In order to determine the effect of heparin and mannitol on cell viability, C2C12 cells were stained for CellTrace™ Calcein red-orange AM and Hoechst. This was completed as a 2D culture to ensure that presoaking femoral heads with mannitol or heparin would not be detrimental to cell viability, as cell viability was the endpoint of our perfusion experiment. C2C12 cells are a mouse skeletal myocyte cell line that are known to differentiate into osteoblasts, adipocytes, and myocytes. The differentiation into myocytes has been shown to take 3–4 weeks under serum-starved conditions. Since we are utilizing a much shorter timeframe (24 h), the C2C12 cells would not be a myocyte cell line, but a skeletal cell line [14]. These cells were utilized because it has previously been shown that they act similarly in primary bovine bone cell cultures, when these cells were assessed for mineralization activity [3,15]. The cells were then supplemented with the varying concentrations of mannitol and heparin dissolved in media, as discussed above. Cells supplemented with heparin significantly decreased cell viability after one hour of perfusion (Figure 3C). The samples supplemented with 10% or 15% mannitol (w/v) had no effect on cell viability after one hour of perfusion. There was no effect on cell viability with 10% mannitol even after two hours of exposure (p < 0.05; Figure 3D). Heparin was not used during perfusion (or as the pressure relieving agents) because of the decreased cell viability and the softness/brittleness of the bone. Mannitol was used as the pressure-relieving agent, but only as a presoak. It was not used during the perfusion because mannitol has been shown to increase hypertension [16].

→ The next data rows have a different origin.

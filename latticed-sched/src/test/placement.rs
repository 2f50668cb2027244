use crate::{JobState, Scheduler, SubmitRequest};
use latticed_assoc::{AssocTree, InMemoryAccountingStore};
use latticed_cred::CredentialSigner;
use latticed_nodes::{ConfigRecord, Partition, ResourceTable};
use rand::rngs::OsRng;
use std::sync::Arc;
use test_log::test;

fn ten_node_table() -> ResourceTable {
    let table = ResourceTable::new();
    let config = ConfigRecord {
        boards: 1,
        sockets: 1,
        cores: 4,
        threads: 1,
        real_memory_mb: 8192,
        tmp_disk_mb: 0,
        feature_set: Vec::new(),
        gres: String::new(),
    };
    let nodes = table.register_node_pattern("node[00-09]", 7003, 1, config).unwrap();
    let mut partition = Partition::new("batch");
    partition.nodes = nodes;
    partition.is_default = true;
    table.add_partition(partition);
    table
}

fn submit_request(assoc: latticed_assoc::AssocId, requested_cpus: u32, contiguous: bool) -> SubmitRequest {
    SubmitRequest {
        user: "alice".to_string(),
        assoc,
        partition: "batch".to_string(),
        requested_cpus,
        contiguous,
        features: Vec::new(),
        node_list: None,
        exclude_list: None,
        time_limit_minutes: Some(30),
    }
}

/// 10 nodes x 4 CPUs, one job requesting 8 CPUs `--contiguous` lands
/// on the first two nodes and the credential's node list names them.
#[test]
fn contiguous_job_selects_lowest_indices() {
    let table = ten_node_table();
    let store: Arc<dyn latticed_assoc::AccountingStore> = Arc::new(InMemoryAccountingStore::new());
    let assoc_tree = AssocTree::new("cluster0", store);
    let signer = CredentialSigner::generate(&mut OsRng);
    let mut sched = Scheduler::new(1, signer);

    let job_id = sched
        .submit(&table, &assoc_tree, submit_request(assoc_tree.root(), 8, true), 1_000)
        .unwrap();

    let placements = sched.schedule_once(&table).unwrap();
    assert_eq!(placements.len(), 1);
    let placement = &placements[0];
    assert_eq!(placement.job_id, job_id);
    assert_eq!(placement.selected_nodes, vec![latticed_nodes::NodeIdx(0), latticed_nodes::NodeIdx(1)]);
    assert_eq!(placement.node_list, "node[00-01]");
    assert_eq!(placement.batch_host, latticed_nodes::NodeIdx(0));

    let job = sched.get(job_id).unwrap();
    assert_eq!(job.state, JobState::Running);
    assert_eq!(table.with_node(latticed_nodes::NodeIdx(0), |n| n.state.base).unwrap(), latticed_nodes::BaseState::Allocated);

    assert_eq!(placement.signed_credential.credential.node_list, "node[00-01]");
    assert_eq!(placement.signed_credential.credential.job_id, job_id);
}

#[test]
fn job_exceeding_association_cpu_limit_is_rejected() {
    let table = ten_node_table();
    let store: Arc<dyn latticed_assoc::AccountingStore> = Arc::new(InMemoryAccountingStore::new());
    let mut assoc_tree = AssocTree::new("cluster0", store);
    assoc_tree
        .modify(assoc_tree.root(), |a| a.limits.max_cpus = Some(4), 1_000, "admin")
        .unwrap();
    let signer = CredentialSigner::generate(&mut OsRng);
    let mut sched = Scheduler::new(1, signer);

    let err = sched
        .submit(&table, &assoc_tree, submit_request(assoc_tree.root(), 8, true), 1_000)
        .unwrap_err();
    assert_eq!(err.kind(), latticed_base::ErrorKind::ConstraintViolation);
}

#[test]
fn jobs_that_dont_fit_stay_pending() {
    let table = ten_node_table();
    let store: Arc<dyn latticed_assoc::AccountingStore> = Arc::new(InMemoryAccountingStore::new());
    let assoc_tree = AssocTree::new("cluster0", store);
    let signer = CredentialSigner::generate(&mut OsRng);
    let mut sched = Scheduler::new(1, signer);

    // 11 nodes' worth of CPUs requested on a 10-node cluster.
    let job_id = sched
        .submit(&table, &assoc_tree, submit_request(assoc_tree.root(), 44, true), 1_000)
        .unwrap();

    let placements = sched.schedule_once(&table).unwrap();
    assert!(placements.is_empty());
    assert_eq!(sched.get(job_id).unwrap().state, JobState::Pending);
}

fn node_with_weight(table: &ResourceTable, name: &str, weight: u32) -> latticed_nodes::NodeIdx {
    let config = ConfigRecord {
        boards: 1,
        sockets: 1,
        cores: 4,
        threads: 1,
        real_memory_mb: 8192,
        tmp_disk_mb: 0,
        feature_set: Vec::new(),
        gres: String::new(),
    };
    table
        .register_node(name.to_string(), name.to_string(), name.to_string(), 7003, weight, config)
        .unwrap()
}

/// Non-contiguous packing picks the lowest-weight idle node first,
/// even when it has a higher node index than a heavier alternative.
#[test]
fn non_contiguous_job_prefers_lower_weight_over_lower_index() {
    let table = ResourceTable::new();
    node_with_weight(&table, "heavy0", 100);
    let light1 = node_with_weight(&table, "light1", 1);
    let mut partition = Partition::new("batch");
    partition.nodes = vec![latticed_nodes::NodeIdx(0), light1];
    partition.is_default = true;
    table.add_partition(partition);

    let store: Arc<dyn latticed_assoc::AccountingStore> = Arc::new(InMemoryAccountingStore::new());
    let assoc_tree = AssocTree::new("cluster0", store);
    let signer = CredentialSigner::generate(&mut OsRng);
    let mut sched = Scheduler::new(1, signer);

    sched.submit(&table, &assoc_tree, submit_request(assoc_tree.root(), 4, false), 1_000).unwrap();
    let placements = sched.schedule_once(&table).unwrap();
    assert_eq!(placements.len(), 1);
    assert_eq!(placements[0].selected_nodes, vec![light1]);
}

/// Contiguous packing breaks a tie between two equal-length idle runs
/// by total run weight, not by which run starts at the lower index.
#[test]
fn contiguous_job_prefers_lower_weight_run_over_lower_index_run() {
    let table = ResourceTable::new();
    node_with_weight(&table, "heavy0", 50);
    node_with_weight(&table, "heavy1", 50);
    let light2 = node_with_weight(&table, "light2", 1);
    let light3 = node_with_weight(&table, "light3", 1);
    let mut partition = Partition::new("batch");
    partition.nodes =
        vec![latticed_nodes::NodeIdx(0), latticed_nodes::NodeIdx(1), light2, light3];
    partition.is_default = true;
    table.add_partition(partition);

    let store: Arc<dyn latticed_assoc::AccountingStore> = Arc::new(InMemoryAccountingStore::new());
    let assoc_tree = AssocTree::new("cluster0", store);
    let signer = CredentialSigner::generate(&mut OsRng);
    let mut sched = Scheduler::new(1, signer);

    sched.submit(&table, &assoc_tree, submit_request(assoc_tree.root(), 8, true), 1_000).unwrap();
    let placements = sched.schedule_once(&table).unwrap();
    assert_eq!(placements.len(), 1);
    assert_eq!(placements[0].selected_nodes, vec![light2, light3]);
}

#[test]
fn higher_priority_job_is_placed_first() {
    let table = ten_node_table();
    let store: Arc<dyn latticed_assoc::AccountingStore> = Arc::new(InMemoryAccountingStore::new());
    let assoc_tree = AssocTree::new("cluster0", store);
    let signer = CredentialSigner::generate(&mut OsRng);
    let mut sched = Scheduler::new(1, signer);

    // Both jobs want all ten nodes; only one can run.
    let low = sched
        .submit(&table, &assoc_tree, submit_request(assoc_tree.root(), 40, true), 1_000)
        .unwrap();
    let high = sched
        .submit(&table, &assoc_tree, submit_request(assoc_tree.root(), 40, true), 1_001)
        .unwrap();
    sched.set_priority(high, 100.0).unwrap();

    let placements = sched.schedule_once(&table).unwrap();
    assert_eq!(placements.len(), 1);
    assert_eq!(placements[0].job_id, high);
    assert_eq!(sched.get(low).unwrap().state, JobState::Pending);
}
//! Public gallery of uploaded photos and videos.

#[cfg(test)]
#[path = "gallery_test.rs"]
mod gallery_test;

use crate::net::http::ApiClient;
use crate::net::types::{GalleryItem, MediaType};
use crate::state::mount::Mount;

pub const EMPTY_MESSAGE: &str = "No photos or videos uploaded yet.";
pub const LOADING_MESSAGE: &str = "Loading gallery...";
pub const FAILURE_MESSAGE: &str = "Could not load the gallery. Please try again later.";

/// One renderable gallery entry with its media URL already resolved.
#[derive(Clone, Debug, PartialEq, Eq)]
pub struct GalleryCard {
    pub id: String,
    pub title: String,
    pub caption: String,
    pub media_type: MediaType,
    pub url: String,
}

impl GalleryCard {
    pub fn from_item(client: &ApiClient, item: GalleryItem) -> Self {
        let url = client.media_url(&item.media_url);
        Self { id: item.id, title: item.title, caption: item.caption, media_type: item.media_type, url }
    }
}

#[derive(Clone, Debug, Default, PartialEq, Eq)]
pub enum GalleryView {
    #[default]
    Loading,
    Empty,
    Loaded(Vec<GalleryCard>),
    Failed(String),
}

impl GalleryView {
    /// Status line for the non-loaded states.
    pub fn message(&self) -> Option<&str> {
        match self {
            Self::Loading => Some(LOADING_MESSAGE),
            Self::Empty => Some(EMPTY_MESSAGE),
            Self::Failed(message) => Some(message),
            Self::Loaded(_) => None,
        }
    }
}

#[derive(Clone, Debug, Default)]
pub struct GalleryPage {
    pub view: GalleryView,
    pub mount: Mount,
}

impl GalleryPage {
    /// Fetch the list. A response arriving after unmount is discarded.
    pub async fn load(&mut self, client: &ApiClient) -> &GalleryView {
        self.view = GalleryView::Loading;
        let result = client.gallery().list().await;
        let Some(result) = self.mount.accept(result) else {
            return &self.view;
        };
        self.view = match result {
            Ok(items) if items.is_empty() => GalleryView::Empty,
            Ok(items) => GalleryView::Loaded(items.into_iter().map(|item| GalleryCard::from_item(client, item)).collect()),
            Err(e) => {
                tracing::warn!(error = %e, "gallery fetch failed");
                GalleryView::Failed(e.user_message(FAILURE_MESSAGE))
            }
        };
        &self.view
    }
}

3.2. Pressure Remains Constant while Sugar Levels Change in the Perfusion Bioreactor of Human Femoral Heads

During the bioreactor experiment, pressure remained relatively constant throughout the 12 h of perfusion, ranging between 0.1 and 1.1 psi (Figure 4A). Sugar levels increased slightly, and then decreased slightly as the 12 h progressed (Figure 4B). This indicates that the mannitol is perfused out of the femoral head into the media and then sugar concentrations decrease due to the consumption of the sugar by the cells within the femoral head. It did take six hours for the sugar concentration to reach its maximum level (3 mg/dL) within the system. Which could have been due to the way in which the glucose was measured. Three 1-mL aliquots of media were removed from the media chamber every three hours to take the sugar readings. The readings were averaged for each time point, for each individual bioreactor run. The media chamber held 1.75 L of media, this large sum of media could explain why there was a gradual increase in sugar, which occurred slowly over the course of the experiment.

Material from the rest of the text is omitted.